TASK DESCRIPTION: Return only those lines of the records below in which "RestoreResponse" appears.

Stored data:
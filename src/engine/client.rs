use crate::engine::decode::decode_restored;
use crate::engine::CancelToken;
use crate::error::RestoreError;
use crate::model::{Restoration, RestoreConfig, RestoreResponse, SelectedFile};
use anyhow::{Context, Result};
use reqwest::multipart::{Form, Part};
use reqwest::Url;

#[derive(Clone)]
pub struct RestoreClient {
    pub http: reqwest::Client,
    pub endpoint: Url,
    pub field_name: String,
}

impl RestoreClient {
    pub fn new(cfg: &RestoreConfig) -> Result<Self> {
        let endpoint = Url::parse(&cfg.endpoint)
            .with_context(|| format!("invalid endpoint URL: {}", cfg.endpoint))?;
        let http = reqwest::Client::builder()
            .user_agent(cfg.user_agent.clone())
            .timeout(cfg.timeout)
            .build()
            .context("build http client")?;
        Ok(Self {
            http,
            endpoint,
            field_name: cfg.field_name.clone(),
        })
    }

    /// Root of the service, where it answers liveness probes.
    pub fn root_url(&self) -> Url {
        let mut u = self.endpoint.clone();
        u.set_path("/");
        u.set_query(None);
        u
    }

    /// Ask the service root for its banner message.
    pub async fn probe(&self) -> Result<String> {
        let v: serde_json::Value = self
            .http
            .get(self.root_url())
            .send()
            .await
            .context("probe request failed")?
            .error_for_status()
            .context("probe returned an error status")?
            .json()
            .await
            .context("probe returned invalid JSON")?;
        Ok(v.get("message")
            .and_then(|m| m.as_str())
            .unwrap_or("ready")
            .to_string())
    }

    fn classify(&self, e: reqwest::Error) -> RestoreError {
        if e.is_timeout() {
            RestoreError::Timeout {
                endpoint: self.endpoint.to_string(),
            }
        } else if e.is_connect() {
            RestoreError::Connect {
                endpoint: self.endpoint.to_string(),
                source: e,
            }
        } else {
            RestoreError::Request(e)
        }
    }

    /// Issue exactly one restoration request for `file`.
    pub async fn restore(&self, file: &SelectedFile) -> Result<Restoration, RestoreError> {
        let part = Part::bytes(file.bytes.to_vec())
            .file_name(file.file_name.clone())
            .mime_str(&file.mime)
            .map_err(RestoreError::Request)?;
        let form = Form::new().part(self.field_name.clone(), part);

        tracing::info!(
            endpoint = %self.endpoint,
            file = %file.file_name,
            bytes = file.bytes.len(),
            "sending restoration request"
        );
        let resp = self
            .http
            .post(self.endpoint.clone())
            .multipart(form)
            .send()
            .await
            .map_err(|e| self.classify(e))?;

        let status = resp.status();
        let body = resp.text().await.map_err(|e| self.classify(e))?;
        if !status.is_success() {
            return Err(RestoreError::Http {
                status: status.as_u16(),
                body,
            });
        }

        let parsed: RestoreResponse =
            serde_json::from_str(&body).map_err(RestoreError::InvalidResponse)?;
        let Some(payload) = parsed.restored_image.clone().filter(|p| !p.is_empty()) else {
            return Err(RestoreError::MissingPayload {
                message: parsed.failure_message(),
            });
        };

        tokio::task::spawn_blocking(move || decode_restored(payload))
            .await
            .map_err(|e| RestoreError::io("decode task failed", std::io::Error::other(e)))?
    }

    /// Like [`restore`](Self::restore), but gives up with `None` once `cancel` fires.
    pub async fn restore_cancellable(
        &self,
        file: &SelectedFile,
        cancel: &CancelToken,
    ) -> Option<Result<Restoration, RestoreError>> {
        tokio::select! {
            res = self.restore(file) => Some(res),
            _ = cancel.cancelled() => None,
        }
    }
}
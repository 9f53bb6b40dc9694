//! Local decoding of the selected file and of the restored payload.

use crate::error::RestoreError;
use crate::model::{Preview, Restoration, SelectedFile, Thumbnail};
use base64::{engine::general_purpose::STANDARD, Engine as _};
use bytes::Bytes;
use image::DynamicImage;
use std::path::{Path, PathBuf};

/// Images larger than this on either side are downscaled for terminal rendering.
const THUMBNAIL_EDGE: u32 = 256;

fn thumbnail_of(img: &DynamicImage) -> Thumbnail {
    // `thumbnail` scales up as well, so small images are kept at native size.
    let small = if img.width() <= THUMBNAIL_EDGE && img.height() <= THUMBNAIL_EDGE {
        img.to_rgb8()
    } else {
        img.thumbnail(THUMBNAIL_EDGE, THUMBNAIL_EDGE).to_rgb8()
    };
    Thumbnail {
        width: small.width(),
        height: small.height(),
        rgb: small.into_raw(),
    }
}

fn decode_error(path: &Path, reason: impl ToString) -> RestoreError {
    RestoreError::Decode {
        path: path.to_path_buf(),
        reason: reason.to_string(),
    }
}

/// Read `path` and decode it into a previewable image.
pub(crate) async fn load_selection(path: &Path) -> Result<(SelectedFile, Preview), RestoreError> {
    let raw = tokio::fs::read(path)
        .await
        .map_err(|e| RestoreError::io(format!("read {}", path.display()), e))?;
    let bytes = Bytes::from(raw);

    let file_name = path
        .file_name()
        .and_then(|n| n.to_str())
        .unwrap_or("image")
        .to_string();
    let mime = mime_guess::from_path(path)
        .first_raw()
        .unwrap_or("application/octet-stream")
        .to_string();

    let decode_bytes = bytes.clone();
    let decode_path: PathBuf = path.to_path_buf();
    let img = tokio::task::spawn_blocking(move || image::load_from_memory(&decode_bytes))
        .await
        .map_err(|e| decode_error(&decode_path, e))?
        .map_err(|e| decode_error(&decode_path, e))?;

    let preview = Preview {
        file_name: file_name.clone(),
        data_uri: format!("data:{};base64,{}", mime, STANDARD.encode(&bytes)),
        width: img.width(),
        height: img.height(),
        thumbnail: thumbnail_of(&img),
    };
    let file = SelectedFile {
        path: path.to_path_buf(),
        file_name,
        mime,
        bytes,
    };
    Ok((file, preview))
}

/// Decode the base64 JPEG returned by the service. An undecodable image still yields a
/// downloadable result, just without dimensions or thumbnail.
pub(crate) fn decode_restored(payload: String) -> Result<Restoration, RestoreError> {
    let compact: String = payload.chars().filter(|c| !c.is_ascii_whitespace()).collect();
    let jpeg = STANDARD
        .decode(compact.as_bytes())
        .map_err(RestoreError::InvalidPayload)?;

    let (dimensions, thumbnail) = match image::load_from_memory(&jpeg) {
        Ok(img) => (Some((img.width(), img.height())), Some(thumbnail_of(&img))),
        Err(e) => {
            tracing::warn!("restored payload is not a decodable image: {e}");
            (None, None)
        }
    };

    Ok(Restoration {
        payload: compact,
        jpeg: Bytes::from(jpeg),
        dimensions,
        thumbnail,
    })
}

EXERCISE RESPONSE:
use crate::model::{Restoration, RestoreConfig, RestoreResponse, SelectedFile};
        let parsed: RestoreResponse =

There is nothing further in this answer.